U.S. District Court for the Southern District of Iowa - 257 F. Supp. 2d 1204 (S.D. Iowa 2002)
September 20, 2002

257 F. Supp. 2d 1204 (2002)

THOUSAND FRIENDS OF IOWA, et al., Plaintiffs,
v.
THE IOWA DEPARTMENT OF TRANSPORTATION and the City of West Des Moines, Defendants.

No. CIV. 4-01-CV-10738.

United States District Court, S.D. Iowa, Central Division.

September 20, 2002.

*1205 Deborah M Tharnish, William J Koehn, Sharon K Malheiro, Davis Brown Koehn Shors & Roberts PC, Des Moines, Neil T Proto, Steven R Johnson, Verner Liipfert Bernhard McPherson & Hand Chartered, Washington, DC, for Thousand Friends of Iowa, Corey Day, on behalf of himself and all other similarly situated, Jennifer Wilken, on behalf of herself and all others similarly situated, Lavonne Kimmes, on behalf of herself and all others similarly situated, Bobbye J McMurray, Wilbur Butch Devine, Jr, on behalf of himself and all others similarly situated, Merle Hay Mall, Valley West DM, plaintiffs.

David A Ferree, Mark Hunacek, Iowa Attorney General, General Counsel Div Dot, Ames, Edward W Remsburg, Nathan J Overberg, Ahlers & Cooney PC, Des Moines, for Iowa Department of Transportation, West Des Moines, City of, defendants.

 
ORDER

LONGSTAFF, Chief Judge.

On January 25, 2002, defendant Iowa Department of Transportation ("IDOT") filed a motion to dismiss plaintiffs' original complaint. Defendant City of West Des Moines ("the City") filed a corresponding motion on February 4, 2002.

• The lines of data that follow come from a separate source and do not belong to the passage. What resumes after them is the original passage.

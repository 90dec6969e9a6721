//! Operator report over direct ingest file metadata
//!
//! Prints per-tag raw file rollups and the ingest view export backlog for
//! one region and instance. Read-only; safe to run against production.

use anyhow::Context;
use clap::Parser;
use jdp_common::logging::{init_logging, LogConfig, LogLevel, LogOutput};
use jdp_common::types::IngestInstance;
use jdp_ingest::db::{create_pool, DbConfig};
use jdp_ingest::metadata::{IngestViewFileMetadataManager, RawFileMetadataManager};

#[derive(Debug, Parser)]
#[command(name = "metadata-report", about = "Report on direct ingest file metadata")]
struct Args {
    /// Region code, e.g. US_XX
    #[arg(long)]
    region: String,

    /// Ingest instance to report on
    #[arg(long, default_value = "PRIMARY")]
    instance: IngestInstance,

    /// Log debug output to the console
    #[arg(short, long)]
    verbose: bool,
}

#[tokio::main]
async fn main() -> anyhow::Result<()> {
    dotenvy::dotenv().ok();
    let args = Args::parse();

    let log_config = LogConfig::default()
        .with_level(if args.verbose {
            LogLevel::Debug
        } else {
            LogLevel::Warn
        })
        .with_output(LogOutput::Console)
        .with_file_prefix("metadata-report");
    let log_config = LogConfig::from_env().unwrap_or(log_config);
    let _ = init_logging(&log_config);

    let db_config = DbConfig::from_env().context("loading database configuration")?;
    let pool = create_pool(&db_config).await.context("connecting to database")?;

    let raw = RawFileMetadataManager::new(pool.clone(), &args.region, args.instance);
    let views = IngestViewFileMetadataManager::new(pool, &args.region, args.instance);

    println!("Raw files for {} ({}):", raw.region_code(), args.instance);
    let summaries = raw.get_raw_file_metadata_summaries().await?;
    if summaries.is_empty() {
        println!("  (none)");
    }
    for summary in &summaries {
        println!(
            "  {:<40} processed={:<5} unprocessed={:<5} latest_upper_bound={}",
            summary.file_tag,
            summary.num_processed_files,
            summary.num_unprocessed_files,
            summary
                .latest_processed_upper_bound
                .map(|t| t.to_rfc3339())
                .unwrap_or_else(|| "-".to_string()),
        );
    }
    println!(
        "  total unprocessed raw files: {}",
        raw.get_num_unprocessed_raw_files().await?
    );

    println!();
    println!("Ingest view export backlog:");
    let pending = views.get_ingest_view_metadata_pending_export().await?;
    if pending.is_empty() {
        println!("  (none)");
    }
    for metadata in &pending {
        println!(
            "  file_id={:<8} view={:<40} registered={} state={:?}",
            metadata.file_id,
            metadata.ingest_view_name,
            metadata.job_creation_time.to_rfc3339(),
            metadata.state(),
        );
    }
    println!(
        "  unprocessed ingest view files: {}",
        views.get_num_unprocessed_ingest_view_files().await?
    );
    if let Some(earliest) = views.get_date_of_earliest_unprocessed_ingest_view_file().await? {
        println!("  oldest unprocessed job registered at {}", earliest.to_rfc3339());
    }

    Ok(())
}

Plaintiffs filed a motion for leave to amend their complaint on February 15, 2002, which was granted on April 5, 2002. In the interim, IDOT and newly added individual state defendants Mark Wandro and Scott Dockstader (collectively, "the state defendants") filed a motion to dismiss the amended complaint on March 6, 2002, and the City of West Des Moines filed a corresponding motion on April 10, 2002. Plaintiffs filed a "supplemental resistance" to both motions on April 22, 2002, and the City filed a reply on April 29, 2002. The motions are fully submitted.[1]

 
I. BACKGROUND

Plaintiffs characterize this action as an attempt "to remedy violations of federal law arising out of defendants' actions to thwart the lawful review under the National Environmental Policy Act [(`NEPA'), 42 U.S.C. §§ 4321 et seq.] of two major interchange proposals on Interstate 80 (`I-80') and Interstate 35 (`I-35') in West Des Moines, Iowa." Amended Complaint at ¶ 1. Specifically, count one of the Amended Complaint alleges that the City, IDOT, Mark Wandro and Scott Dockstader colluded to violate the statute by manipulating the NEPA review process. Amended Complaint at ¶ 55. Count two of the Amended Complaint contends defendants violated NEPA by taking certain steps, including entering into preconstruction agreements for improvements to the interchanges at 74th Street and 1-80 in West *1206 Des Moines, before the Federal Highway Association ("FHWA") had completed its NEPA review process. The Amended Complaint requests the following forms of relief:

 
a. A declaration that defendants, directly and indirectly, unlawfully colluded to prevent the lawful review of the environmental impacts of the proposed action under NEPA;
 
b. A declaration that the issuance by West Des Moines of General Obligation Bonds or any other form of financing for the widening of 74th Street be declared null and void and in violation of NEPA, including but not limited to any financing for which, directly or indirectly, West Des Moines will seek federal or federally supported State reimbursement;
 
c. A declaration that any condemnation of properties by West Des Moines in furtherance of the widening of 74th Street be declared null and void and in violation of NEPA;
 
d. A declaration that any Preconstruction Agreements or other technical or financial assistance agreements entered into by West Des Moines and IDOT, under the authority of the defendants, be declared null and void and in violation of NEPA;
 
e. Permanent injunctive relief under NEPA preventing defendants from participating in the NEPA review process, including the preparation of the EA and any FHWA decision making concerning either interchange;
 
f. Permanent injunctive relief under NEPA and pursuant to this Court's power under the All Writs Act against defendants to maintain the status quo and prevent defendants from taking any actions in furtherance of the construction or financing of the proposed interchange improvements and related improvements, including the condemnation of property along 74th Street, design, planning and construction of the widening of 74th Street, the sale of revenue and general obligation bonds, and the entering and execution of construction agreements related to the interchange at 74th Street and 80, and 1-35 and Civic Parkway;
 
g. Injunctive relief pursuant to the All Writs Act against defendants to maintain the status quo and prevent defendants from taking any further actions in order to preserve the court's jurisdiction under the APA and NEPA regarding final agency review.
 
h. An award of all costs, including reasonable attorneys fees, and expenses, incurred by plaintiffs in prosecuting this action; and
 
i. An award of such other relief, including an award of damages in an amount to be proved at trial, as this Court deems just and proper.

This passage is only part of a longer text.